[[ Given entries, beginning ]]

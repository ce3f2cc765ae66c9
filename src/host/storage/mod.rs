//!  Storage is organized through [store::Store] on top of a [document_storage::DocumentStorage].
//!  The basic idea is:
//!   - There is one json document holding every collection.
//!   - Collections (`clients`, `timeEntries`) are ordered arrays of flat objects.
//!   - Every change rewrites the whole document.

pub mod document_storage;
pub mod entities;
pub mod ids;
pub mod store;
pub mod clock;
pub mod dir;
pub mod logging;
pub mod runtime;
use std::{borrow::Borrow, fmt::Display};

use serde::{Deserialize, Deserializer, Serialize};
use serde_json::{Map, Value};

/// Caller supplied fields of a record. They are never inspected and keep their insertion order.
pub type Fields = Map<String, Value>;

/// Identifier of a stored record. Generated ids are decimal millisecond timestamps, but anything
/// found on disk is accepted as is.
#[derive(Debug, Clone, PartialEq, Eq, PartialOrd, Ord, Hash, Serialize, Deserialize)]
#[serde(transparent)]
pub struct RecordId(String);

impl RecordId {
    pub fn as_str(&self) -> &str {
        &self.0
    }
}

impl Display for RecordId {
    fn fmt(&self, f: &mut std::fmt::Formatter<'_>) -> std::fmt::Result {
        f.write_str(&self.0)
    }
}

impl From<String> for RecordId {
    fn from(value: String) -> Self {
        Self(value)
    }
}

impl From<&str> for RecordId {
    fn from(value: &str) -> Self {
        Self(value.into())
    }
}

impl Borrow<str> for RecordId {
    fn borrow(&self) -> &str {
        &self.0
    }
}

/// Anything stored in a collection is addressed by its id.
pub trait Identified {
    fn id(&self) -> &RecordId;
}

#[derive(Debug, Clone, PartialEq, Serialize, Deserialize)]
pub struct Client {
    pub id: RecordId,
    #[serde(flatten)]
    pub fields: Fields,
}

/// Client as sent by the front-end before it was stored.
#[derive(Debug, Clone, Default, PartialEq, Serialize, Deserialize)]
pub struct NewClient {
    #[serde(flatten)]
    pub fields: Fields,
}

impl NewClient {
    pub fn into_client(mut self, id: RecordId) -> Client {
        // Ids are owned by the store. Keeping the caller's one would duplicate the key on disk.
        self.fields.shift_remove("id");
        Client {
            id,
            fields: self.fields,
        }
    }
}

impl Identified for Client {
    fn id(&self) -> &RecordId {
        &self.id
    }
}

#[derive(Debug, Clone, PartialEq, Serialize, Deserialize)]
pub struct TimeEntry {
    pub id: RecordId,
    /// Owning client. Never checked against the client collection. `Some(None)` is an explicit
    /// `null`, kept so it is written back unchanged.
    #[serde(
        rename = "clientId",
        default,
        skip_serializing_if = "Option::is_none",
        deserialize_with = "present"
    )]
    pub client_id: Option<Option<RecordId>>,
    #[serde(flatten)]
    pub fields: Fields,
}

impl TimeEntry {
    pub fn client(&self) -> Option<&RecordId> {
        self.client_id.as_ref().and_then(Option::as_ref)
    }

    pub fn belongs_to(&self, client_id: &RecordId) -> bool {
        self.client() == Some(client_id)
    }
}

/// Tells a `null` apart from a missing key: the key is absent only when serde falls back to the
/// field default.
fn present<'de, D: Deserializer<'de>>(
    deserializer: D,
) -> Result<Option<Option<RecordId>>, D::Error> {
    Option::<RecordId>::deserialize(deserializer).map(Some)
}

impl Identified for TimeEntry {
    fn id(&self) -> &RecordId {
        &self.id
    }
}

#[derive(Debug, Clone, Default, PartialEq, Serialize, Deserialize)]
pub struct NewTimeEntry {
    #[serde(
        rename = "clientId",
        default,
        skip_serializing_if = "Option::is_none",
        deserialize_with = "present"
    )]
    pub client_id: Option<Option<RecordId>>,
    #[serde(flatten)]
    pub fields: Fields,
}

impl NewTimeEntry {
    pub fn into_time_entry(mut self, id: RecordId) -> TimeEntry {
        self.fields.shift_remove("id");
        TimeEntry {
            id,
            client_id: self.client_id,
            fields: self.fields,
        }
    }
}

/// The whole persisted state. Missing keys read as empty collections.
#[derive(Debug, Clone, Default, PartialEq, Serialize, Deserialize)]
pub struct StoreDocument {
    #[serde(default)]
    pub clients: Vec<Client>,
    #[serde(rename = "timeEntries", default)]
    pub time_entries: Vec<TimeEntry>,
}

impl StoreDocument {
    pub fn ids(&self) -> impl Iterator<Item = &RecordId> {
        self.clients
            .iter()
            .map(Identified::id)
            .chain(self.time_entries.iter().map(Identified::id))
    }
}

/// A named part of [StoreDocument] that is read and written as one unit.
pub trait Collection {
    type Record: Identified + Clone;

    const NAME: &'static str;

    fn records(document: &StoreDocument) -> &Vec<Self::Record>;

    fn records_mut(document: &mut StoreDocument) -> &mut Vec<Self::Record>;
}

pub struct Clients;

impl Collection for Clients {
    type Record = Client;

    const NAME: &'static str = "clients";

    fn records(document: &StoreDocument) -> &Vec<Client> {
        &document.clients
    }

    fn records_mut(document: &mut StoreDocument) -> &mut Vec<Client> {
        &mut document.clients
    }
}

pub struct TimeEntries;

impl Collection for TimeEntries {
    type Record = TimeEntry;

    const NAME: &'static str = "timeEntries";

    fn records(document: &StoreDocument) -> &Vec<TimeEntry> {
        &document.time_entries
    }

    fn records_mut(document: &mut StoreDocument) -> &mut Vec<TimeEntry> {
        &mut document.time_entries
    }
}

[[ Given entries, end ]]

• _Exercise aim_:
Each record needs to be copied out again, letter for letter.

• _Task output_:
repository ce3f2cc765ae66c9
filename src/host/storage/mod.rs
//!  Storage is organized through [store::Store] on top of a [document_storage::DocumentStorage].
//!  The basic idea is:
//!   - There is one json document holding every collection.
//!   - Collections (`clients`, `timeEntries`) are ordered arrays of flat objects.
//!   - Every change rewrites the whole document.

pub mod document_storage;
pub mod entities;
pub mod ids;
pub mod store;
pub mod clock;
pub mod dir;
pub mod logging;
pub mod runtime;
use std::{borrow::Borrow, fmt::Display};

use serde::{Deserialize, Deserializer, Serialize};
use serde_json::{Map, Value};

/// Caller supplied fields of a record. They are never inspected and keep their insertion order.
pub type Fields = Map<String, Value>;

/// Identifier of a stored record. Generated ids are decimal millisecond timestamps, but anything
/// found on disk is accepted as is.
#[derive(Debug, Clone, PartialEq, Eq, PartialOrd, Ord, Hash, Serialize, Deserialize)]
#[serde(transparent)]
pub struct RecordId(String);

impl RecordId {
    pub fn as_str(&self) -> &str {
        &self.0
    }
}

impl Display for RecordId {
    fn fmt(&self, f: &mut std::fmt::Formatter<'_>) -> std::fmt::Result {
        f.write_str(&self.0)
    }
}

impl From<String> for RecordId {
    fn from(value: String) -> Self {
        Self(value)
    }
}

impl From<&str> for RecordId {
    fn from(value: &str) -> Self {
        Self(value.into())
    }
}

impl Borrow<str> for RecordId {
    fn borrow(&self) -> &str {
        &self.0
    }
}

/// Anything stored in a collection is addressed by its id.
pub trait Identified {
    fn id(&self) -> &RecordId;
}

#[derive(Debug, Clone, PartialEq, Serialize, Deserialize)]
pub struct Client {
    pub id: RecordId,
    #[serde(flatten)]
    pub fields: Fields,
}

/// Client as sent by the front-end before it was stored.
#[derive(Debug, Clone, Default, PartialEq, Serialize, Deserialize)]
pub struct NewClient {
    #[serde(flatten)]
    pub fields: Fields,
}

impl NewClient {
    pub fn into_client(mut self, id: RecordId) -> Client {
        // Ids are owned by the store. Keeping the caller's one would duplicate the key on disk.
        self.fields.shift_remove("id");
        Client {
            id,
            fields: self.fields,
        }
    }
}

impl Identified for Client {
    fn id(&self) -> &RecordId {
        &self.id
    }
}

#[derive(Debug, Clone, PartialEq, Serialize, Deserialize)]
pub struct TimeEntry {
    pub id: RecordId,
    /// Owning client. Never checked against the client collection. `Some(None)` is an explicit
    /// `null`, kept so it is written back unchanged.
    #[serde(
        rename = "clientId",
        default,
        skip_serializing_if = "Option::is_none",
        deserialize_with = "present"
    )]
    pub client_id: Option<Option<RecordId>>,
    #[serde(flatten)]
    pub fields: Fields,
}

impl TimeEntry {
    pub fn client(&self) -> Option<&RecordId> {
        self.client_id.as_ref().and_then(Option::as_ref)
    }

    pub fn belongs_to(&self, client_id: &RecordId) -> bool {
        self.client() == Some(client_id)
    }
}

/// Tells a `null` apart from a missing key: the key is absent only when serde falls back to the
/// field default.
fn present<'de, D: Deserializer<'de>>(
    deserializer: D,
) -> Result<Option<Option<RecordId>>, D::Error> {
    Option::<RecordId>::deserialize(deserializer).map(Some)
}

impl Identified for TimeEntry {
    fn id(&self) -> &RecordId {
        &self.id
    }
}

#[derive(Debug, Clone, Default, PartialEq, Serialize, Deserialize)]
pub struct NewTimeEntry {
    #[serde(
        rename = "clientId",
        default,
        skip_serializing_if = "Option::is_none",
        deserialize_with = "present"
    )]
    pub client_id: Option<Option<RecordId>>,
    #[serde(flatten)]
    pub fields: Fields,
}

impl NewTimeEntry {
    pub fn into_time_entry(mut self, id: RecordId) -> TimeEntry {
        self.fields.shift_remove("id");
        TimeEntry {
            id,
            client_id: self.client_id,
            fields: self.fields,
        }
    }
}

/// The whole persisted state. Missing keys read as empty collections.
#[derive(Debug, Clone, Default, PartialEq, Serialize, Deserialize)]
pub struct StoreDocument {
    #[serde(default)]
    pub clients: Vec<Client>,
    #[serde(rename = "timeEntries", default)]
    pub time_entries: Vec<TimeEntry>,
}

impl StoreDocument {
    pub fn ids(&self) -> impl Iterator<Item = &RecordId> {
        self.clients
            .iter()
            .map(Identified::id)
            .chain(self.time_entries.iter().map(Identified::id))
    }
}

/// A named part of [StoreDocument] that is read and written as one unit.
pub trait Collection {
    type Record: Identified + Clone;

    const NAME: &'static str;

    fn records(document: &StoreDocument) -> &Vec<Self::Record>;

    fn records_mut(document: &mut StoreDocument) -> &mut Vec<Self::Record>;
}

pub struct Clients;

impl Collection for Clients {
    type Record = Client;

    const NAME: &'static str = "clients";

    fn records(document: &StoreDocument) -> &Vec<Client> {
        &document.clients
    }

    fn records_mut(document: &mut StoreDocument) -> &mut Vec<Client> {
        &mut document.clients
    }
}

pub struct TimeEntries;

impl Collection for TimeEntries {
    type Record = TimeEntry;

    const NAME: &'static str = "timeEntries";

    fn records(document: &StoreDocument) -> &Vec<TimeEntry> {
        &document.time_entries
    }

    fn records_mut(document: &mut StoreDocument) -> &mut Vec<TimeEntry> {
        &mut document.time_entries
    }
}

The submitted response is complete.